Mendekati hari menyedihkan itu, Seroja makin melayu. Ia menjadi redup bila ia cahaya. Ia menjadi gerhana bila ia purnama. Dan ia menjadi topan bila ia angin pantai. Semua itu makin menenggelamkannya dalam samudera luka, tatkala kerinduannya bertemu Kejora di alam nyata terus menggoda batinnya.

“Aku rindu, kau. Sudah berminggu minggu kita tak jumpa,”

Bulan malam ini purnama. Manusia sama bersuka cita, berhambur di pelataran rumah, bercengkrama dan bercanda. Nyala api dari kayu hutan menambah ceria. Sementara di salah satu istana mewah, ratusan orang tengah sibuk mempersiapkan perhelatan akbar esok hari.

Tenda tenda didirikan, karpet merah dihamparkan. Pita pita menjulur dan melintang. Balon balon lucu aneka warna bergelantung di sela lampu gantung bercorak emas. Aneka kembang pun di rangkai sedemikian rupa, disematkan pada dinding dinding berukir. Sempurna.

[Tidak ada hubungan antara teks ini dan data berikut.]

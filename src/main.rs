//! Sumi-Scroll main entry point
//!
//! This is the command-line interface for the Sumi-Scroll docs-to-Markdown
//! crawler.

use anyhow::Context;
use clap::Parser;
use std::fs::{self, OpenOptions};
use std::io::{self, BufRead, Write};
use std::path::{Path, PathBuf};
use std::sync::atomic::{AtomicBool, Ordering};
use std::sync::{Arc, Mutex};
use sumi_scroll::config::{load_config, Config, LoggingConfig};
use sumi_scroll::crawler::run_crawl;
use sumi_scroll::output::print_summary;
use sumi_scroll::{RecoveryManager, RecoveryState, Resume, ScrollError};
use tracing_subscriber::prelude::*;
use tracing_subscriber::EnvFilter;

/// Sumi-Scroll: turn a documentation site into portable Markdown
///
/// Sumi-Scroll follows the navigation links of a single documentation site,
/// converts the main content of every page to Markdown, downloads its images,
/// and checkpoints its progress so an interrupted crawl can be resumed.
#[derive(Parser, Debug)]
#[command(name = "sumi-scroll")]
#[command(version)]
#[command(about = "Crawl a documentation site into Markdown", long_about = None)]
struct Cli {
    /// Path to TOML configuration file
    #[arg(value_name = "CONFIG", default_value = "config.toml")]
    config: PathBuf,

    /// Increase logging verbosity (-v, -vv, -vvv)
    #[arg(short, long, action = clap::ArgAction::Count)]
    verbose: u8,

    /// Suppress non-error output
    #[arg(short, long, conflicts_with = "verbose")]
    quiet: bool,

    /// Resume from a valid checkpoint without asking
    #[arg(long, conflicts_with = "fresh")]
    resume: bool,

    /// Discard any checkpoint and start a fresh crawl
    #[arg(long, conflicts_with = "resume")]
    fresh: bool,

    /// Validate config and show what would be crawled without actually crawling
    #[arg(long, conflicts_with = "recovery_info")]
    dry_run: bool,

    /// Show the checkpoint status and exit
    #[arg(long, conflicts_with = "dry_run")]
    recovery_info: bool,
}

#[tokio::main]
async fn main() -> anyhow::Result<()> {
    let cli = Cli::parse();

    // Load and validate configuration
    let config = load_config(&cli.config)
        .with_context(|| format!("Failed to load configuration from {}", cli.config.display()))?;

    // Setup logging based on verbosity and the [logging] section
    setup_logging(cli.verbose, cli.quiet, &config.logging)?;
    tracing::info!("Configuration loaded from: {}", cli.config.display());

    // Handle different modes
    if cli.recovery_info {
        handle_recovery_info(&config);
    } else if cli.dry_run {
        handle_dry_run(&config);
    } else {
        handle_crawl(config, cli.resume, cli.fresh).await?;
    }

    Ok(())
}

/// Sets up the logging/tracing subscriber
///
/// `-q` and `-v` flags win over `[logging] level`. With `[logging] file` set,
/// every event is also appended to that file without colors.
fn setup_logging(verbose: u8, quiet: bool, logging: &LoggingConfig) -> anyhow::Result<()> {
    let filter = if quiet {
        // Only show errors
        EnvFilter::new("error")
    } else {
        match verbose {
            0 => {
                let level = logging.level.as_deref().unwrap_or("info");
                EnvFilter::try_new(format!("sumi_scroll={},warn", level))
                    .unwrap_or_else(|_| EnvFilter::new("sumi_scroll=info,warn"))
            }
            1 => EnvFilter::new("sumi_scroll=debug,info"),
            2 => EnvFilter::new("sumi_scroll=trace,debug"),
            _ => EnvFilter::new("trace"),
        }
    };

    let file_layer = match &logging.file {
        Some(path) => {
            let path = Path::new(path);
            if let Some(parent) = path.parent() {
                if !parent.as_os_str().is_empty() {
                    fs::create_dir_all(parent)?;
                }
            }
            let file = OpenOptions::new()
                .create(true)
                .append(true)
                .open(path)
                .with_context(|| format!("Failed to open log file {}", path.display()))?;

            Some(
                tracing_subscriber::fmt::layer()
                    .with_writer(Mutex::new(file))
                    .with_ansi(false)
                    .with_target(false),
            )
        }
        None => None,
    };

    tracing_subscriber::registry()
        .with(filter)
        .with(
            tracing_subscriber::fmt::layer()
                .with_target(false)
                .with_thread_ids(false)
                .with_file(false),
        )
        .with(file_layer)
        .init();

    Ok(())
}

/// Handles the --dry-run mode: validates config and shows what would be crawled
fn handle_dry_run(config: &Config) {
    println!("=== Sumi-Scroll Dry Run ===\n");

    println!("Target:");
    println!("  Start URL: {}", config.target.start_url);
    println!("  Allowed domain: {}", config.target.allowed_domain);

    println!("\nCrawl:");
    println!("  Navigation selector: {}", config.crawl.navigation_selector);
    println!("  Content selector: {}", config.extractor.content_selector);
    println!(
        "  Exclude patterns ({}):",
        config.crawl.exclude_patterns.len()
    );
    for pattern in &config.crawl.exclude_patterns {
        println!("    - {}", pattern);
    }

    println!("\nExecution:");
    println!("  Request delay: {}s", config.execution.request_delay);
    println!("  Request timeout: {}s", config.execution.request_timeout);
    println!("  User agent: {}", config.execution.user_agent);
    println!(
        "  Retries: {} (backoff {}s x{}, max {}s), skip after {} failures",
        config.retry.max_retries,
        config.retry.initial_delay,
        config.retry.backoff_factor,
        config.retry.max_delay,
        config.retry.skip_after_failures
    );

    println!("\nOutput:");
    println!("  Markdown: {}", config.output.base_dir);
    if config.output.download_images {
        println!(
            "  Images: {}",
            Path::new(&config.output.base_dir)
                .join(&config.output.image_dir_name)
                .display()
        );
    } else {
        println!("  Images: linked remotely");
    }

    let manager = RecoveryManager::new(config);
    println!("\nRecovery:");
    println!("  Checkpoint: {}", manager.path().display());
    println!("  Status: {}", manager.inspect().label());

    println!("\n✓ Configuration is valid");
    println!("✓ Would start crawling at {}", config.target.start_url);
}

/// Handles the --recovery-info mode: shows the checkpoint verdict
fn handle_recovery_info(config: &Config) {
    let manager = RecoveryManager::new(config);
    let info = manager.resume_info();

    println!("=== Recovery Checkpoint ===\n");
    println!("Path: {}", info.path.display());
    println!("Status: {}", info.verdict.label());

    match &info.verdict {
        Resume::Valid(state) => print_checkpoint(state),
        Resume::ConfigMismatch { saved, current } => {
            println!("  Saved checksum:   {}", saved);
            println!("  Current checksum: {}", current);
        }
        Resume::Corrupt(reason) => println!("  Reason: {}", reason),
        Resume::NotFound | Resume::Disabled => {}
    }
}

fn print_checkpoint(state: &RecoveryState) {
    println!("  Saved at: {}", state.timestamp);
    println!("  Start URL: {}", state.start_url);
    println!("  Visited: {}", state.visited_urls.len());
    println!("  Processed: {}", state.processed_count);
    println!("  Succeeded: {}", state.success_count);
    println!("  Failed: {}", state.failed_count);
    println!("  Skipped: {}", state.skipped_count);
    println!("  Pending: {}", state.pending_urls.len());
    println!(
        "  Non-fatal errors: {} checkpoint, {} image",
        state.persistence_error_count, state.image_failure_count
    );
    println!("  URLs with failures: {}", state.failed_url_counts.len());
}

/// Decides whether to resume, asking the operator when configured to
fn choose_resume(
    manager: &RecoveryManager,
    config: &Config,
    resume: bool,
    fresh: bool,
) -> anyhow::Result<Option<RecoveryState>> {
    if fresh {
        tracing::info!("Starting fresh crawl (ignoring previous checkpoint)");
        manager.cleanup()?;
        return Ok(None);
    }

    match manager.inspect() {
        Resume::Valid(state) => {
            if resume {
                return Ok(Some(state));
            }
            if !config.recovery.auto_resume {
                tracing::info!("Checkpoint found but auto-resume is off; starting clean (use --resume)");
                return Ok(None);
            }
            if prompt_resume(&state)? {
                Ok(Some(state))
            } else {
                manager.cleanup()?;
                tracing::info!("Checkpoint discarded");
                Ok(None)
            }
        }
        Resume::ConfigMismatch { .. } => {
            tracing::warn!("Checkpoint was written under a different configuration; starting clean");
            Ok(None)
        }
        Resume::Corrupt(reason) => {
            tracing::warn!("Checkpoint is unreadable ({}); starting clean", reason);
            Ok(None)
        }
        Resume::NotFound => {
            if resume {
                tracing::warn!("--resume given but no checkpoint exists; starting clean");
            }
            Ok(None)
        }
        Resume::Disabled => Ok(None),
    }
}

/// Asks "Resume? [Y/n]" on stdin; an empty answer means yes
fn prompt_resume(state: &RecoveryState) -> anyhow::Result<bool> {
    println!("Found a checkpoint from {}:", state.timestamp);
    print_checkpoint(state);
    print!("Resume? [Y/n] ");
    io::stdout().flush()?;

    let mut answer = String::new();
    io::stdin().lock().read_line(&mut answer)?;

    Ok(matches!(
        answer.trim().to_lowercase().as_str(),
        "" | "y" | "yes"
    ))
}

/// Creates the output directories before crawling
fn prepare_output_dirs(config: &Config) -> anyhow::Result<()> {
    let base_dir = Path::new(&config.output.base_dir);
    fs::create_dir_all(base_dir)
        .with_context(|| format!("Failed to create output directory {}", base_dir.display()))?;

    if config.output.download_images {
        let image_dir = base_dir.join(&config.output.image_dir_name);
        fs::create_dir_all(&image_dir)
            .with_context(|| format!("Failed to create image directory {}", image_dir.display()))?;
    }

    Ok(())
}

/// Handles the main crawl operation
async fn handle_crawl(config: Config, resume: bool, fresh: bool) -> anyhow::Result<()> {
    let manager = RecoveryManager::new(&config);
    let snapshot = choose_resume(&manager, &config, resume, fresh)?;

    match &snapshot {
        Some(state) => tracing::info!(
            "Resuming crawl: {} pages already visited, {} pending",
            state.visited_urls.len(),
            state.pending_urls.len()
        ),
        None => tracing::info!("Starting crawl at {}", config.target.start_url),
    }

    prepare_output_dirs(&config)?;

    // First Ctrl-C stops at the next page boundary, a second one exits at once
    let cancel = Arc::new(AtomicBool::new(false));
    let signal_flag = Arc::clone(&cancel);
    tokio::spawn(async move {
        while tokio::signal::ctrl_c().await.is_ok() {
            if signal_flag.swap(true, Ordering::SeqCst) {
                tracing::error!("Second interrupt received, exiting without a final checkpoint");
                std::process::exit(130);
            }
            tracing::warn!("Interrupt received, stopping after the current page (Ctrl-C again to exit now)");
        }
    });

    // Run the crawler
    match run_crawl(&config, snapshot, cancel).await {
        Ok(report) => {
            print_summary(&report);
            tracing::info!("Crawl completed successfully");
            Ok(())
        }
        Err(ScrollError::Interrupted { processed }) => {
            tracing::error!(
                "Crawl interrupted after {} pages; progress saved to {}",
                processed,
                manager.path().display()
            );
            Err(ScrollError::Interrupted { processed }.into())
        }
        Err(e) => {
            tracing::error!("Crawl failed: {}", e);
            Err(e.into())
        }
    }
}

Di dalam kamarnya, Seroja sudah terpejam. Tak ia nikmati malam purnama ini. Wajahnya yang ayu pias, memucat sudah lebih sebulan lamanya. Sekilas tubuhnya makin kurus. Matanya yang bening itu pun, telah redup seperti senja di ufuk khatulistiwa.

Di sebuah tempat, di alam mimpi, lagi lagi Seroja bertemu Kejora.

“Bawa aku pergi sekarang, Kejora!”

“Iya, aku tahu, besok adalah perhelatan itu,”

“Bawa aku lari sejauh jauhnya, menuju ke dunia nyata,”

“Tak perlu kita sampai ke negeri nyata, Seroja. Karena aku telah menemukan arah ke sebuah tempat yang indah, lebih indah dari negeri nyata,”

Kejora menggamit tangan Seroja. Sekejap saja mereka sudah melesat terbang ke udara. Menembus lorong cahaya berlian. Membawa cinta yang berhasil mereka selamatkan.

***

Pagi itu lukisan suram tergores. Meski malamnya purnama seolah isyarat kemegahan mimpi membalut cinta dua hati. Siapa kira malam purnama itu, justru menjadi malam terakhir gadis ayu yang akan bersanding dengan calon perwira. Tak ada lagi nafas yang terhela. Tak ada lagi nyawa yang terkandung dalam raga. Semua terjadi tiba tiba. Tanpa sebab, tanpa tanda tanda.

Kecuali alam yang telah bersaksi, bahwa telah ada dua manusia yang mati.

Seroja rupanya telah menyusul Kejora, dimana sehari sebelumnya ia mati dibunuh pasukan kerajaan.